Drouet, A. Hugot, Kaspar Kummer, J.L Tulou).
Dans la musique moderne et contemporaine, l’importance de la flûte et
par la même du nombre d’œuvres solistes pour cet instrument, s’est rapidement
accrue. Son répertoire va de l’œuvre pour flûte seule (Debussy, syrinx ; A.Honegger, Danse de la chèvre ;
J. Ibert, Pièce pour flûte seule ;
E.Varèse, Density 21.5 ; Ch.Koechlin, 3 Sonatines ;
G.Migot, 1re suite, 2e suite «Eve et le
serpent », Le mariage des oiseaux ; A.Jolivet, 5
incantations, Pour que l’image devienne symbole, Ascèses ;
P.Hindemith, 8 Stücke ; E.Krenek, Flötenstück neunphasig ;
J.N. David, sonate opus 31/1) aux œuvres de musique de chambre de
formation très éclectique (en partie avec flûte piccolo ou flûte alto), en
passant par des œuvres avec piano (Ch. Koechlin, A. Roussel, D.Milhaud, Fr.

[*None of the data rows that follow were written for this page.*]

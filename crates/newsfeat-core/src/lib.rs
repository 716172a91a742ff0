//! # newsfeat-core
//!
//! Core types, traits, and shared primitives for the newsfeat pipeline.
//!
//! Every other crate in the workspace depends on this one for the error
//! taxonomy, the domain models, the collaborator traits, the rate limiter,
//! and the metric counter sets.

pub mod defaults;
pub mod error;
pub mod metrics;
pub mod models;
pub mod rate_limit;
pub mod traits;

// Re-export commonly used types at crate root
pub use error::{Error, FailureKind, Result};
pub use metrics::{
    Counter, EnrichmentMetrics, EnrichmentMetricsSnapshot, QueueMetrics, QueueMetricsSnapshot,
};
pub use models::*;
pub use rate_limit::RateLimiter;
pub use traits::*;
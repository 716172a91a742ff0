//! Minimum-interval rate limiter shared by the publisher and the enrichment
//! client.

use std::fmt;
use std::num::NonZeroU32;
use std::time::{Duration, Instant};

use governor::Quota;
use tracing::debug;

/// Direct quota, no keyed bucketing.
type DirectLimiter = governor::RateLimiter<
    governor::state::NotKeyed,
    governor::state::InMemoryState,
    governor::clock::DefaultClock,
>;

/// Spaces calls at least `period / requests` apart.
///
/// Backed by a GCRA limiter with a burst of one. Before each call the caller
/// awaits [`RateLimiter::acquire`]. A call inside the interval of the one
/// before it waits until its cell frees up, so concurrent callers are
/// released one interval apart.
pub struct RateLimiter {
    min_interval: Option<Duration>,
    inner: Option<DirectLimiter>,
}

impl RateLimiter {
    /// Create a limiter allowing `requests` calls per `period`.
    ///
    /// Zero requests or a zero period disables throttling.
    pub fn new(requests: u32, period: Duration) -> Self {
        let quota = if requests == 0 {
            None
        } else {
            Quota::with_period(period / requests)
        };
        match quota {
            Some(quota) => Self {
                min_interval: Some(period / requests),
                inner: Some(governor::RateLimiter::direct(
                    quota.allow_burst(NonZeroU32::MIN),
                )),
            },
            None => Self::disabled(),
        }
    }

    /// A limiter that never waits.
    pub fn disabled() -> Self {
        Self {
            min_interval: None,
            inner: None,
        }
    }

    /// Whether calls are throttled at all.
    pub fn is_enabled(&self) -> bool {
        self.inner.is_some()
    }

    /// Minimum spacing between calls, if throttling is enabled.
    pub fn min_interval(&self) -> Option<Duration> {
        self.min_interval
    }

    /// Wait for the next slot.
    ///
    /// Returns the time spent waiting when the caller was throttled, so the
    /// caller can count rate-limit hits in its own metrics.
    pub async fn acquire(&self) -> Option<Duration> {
        let limiter = self.inner.as_ref()?;
        if limiter.check().is_ok() {
            return None;
        }

        let started = Instant::now();
        limiter.until_ready().await;
        let waited = started.elapsed();
        debug!(
            subsystem = "rate_limit",
            wait_ms = waited.as_millis() as u64,
            "Throttled call"
        );
        Some(waited)
    }
}

impl fmt::Debug for RateLimiter {
    fn fmt(&self, f: &mut fmt::Formatter<'_>) -> fmt::Result {
        f.debug_struct("RateLimiter")
            .field("min_interval", &self.min_interval)
            .finish()
    }
}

Poulenc, G. Migot, A. Jolivet, F. Busoni, W. Fortner). Ont écrit pour flûte et
orchestre J. Ibert, A. Jolivet, Fr. Martin, E. Krenek, G. Bialas, Diether de la
Motte, Gunther Schuller, G. Petrassi ,M. Flothuis, T. Baird, A. Copland.
La sonatine pour flûte
et piano de Pierre Boulez (1946) est à l’origine d’un style qui
fait appel à des sonorités inhabituelles et requiert, en même temps qu’une
absolue maîtrise technique de l’instrument, des dons pour l’improvisation et
une imagination développée des couleurs sonores. Ce langage nouveau est le matériau
dont se servent Kl. Huber, K.H. Stockhausen, Silvano Bussotti, Wlodzimierz
Kotonsky, Br. Maderna et Y. Matsudaira.
Inspirées pour la plupart par
de célèbres virtuoses, les études contemporaines pour flûte sont dues,
entre autres, à Marcel Bitsh, H. Gagnebin, G. Bialas et H. Genzmer. Parmi les
méthodes de flûte traversière les plus appréciées de nos jours, citons : Enseignement
complet de la flûte de Marcel Moyse, la Méthode de flûte de
Taffanel-Gaubert et la Flötenlehre de H.P. Schmitz.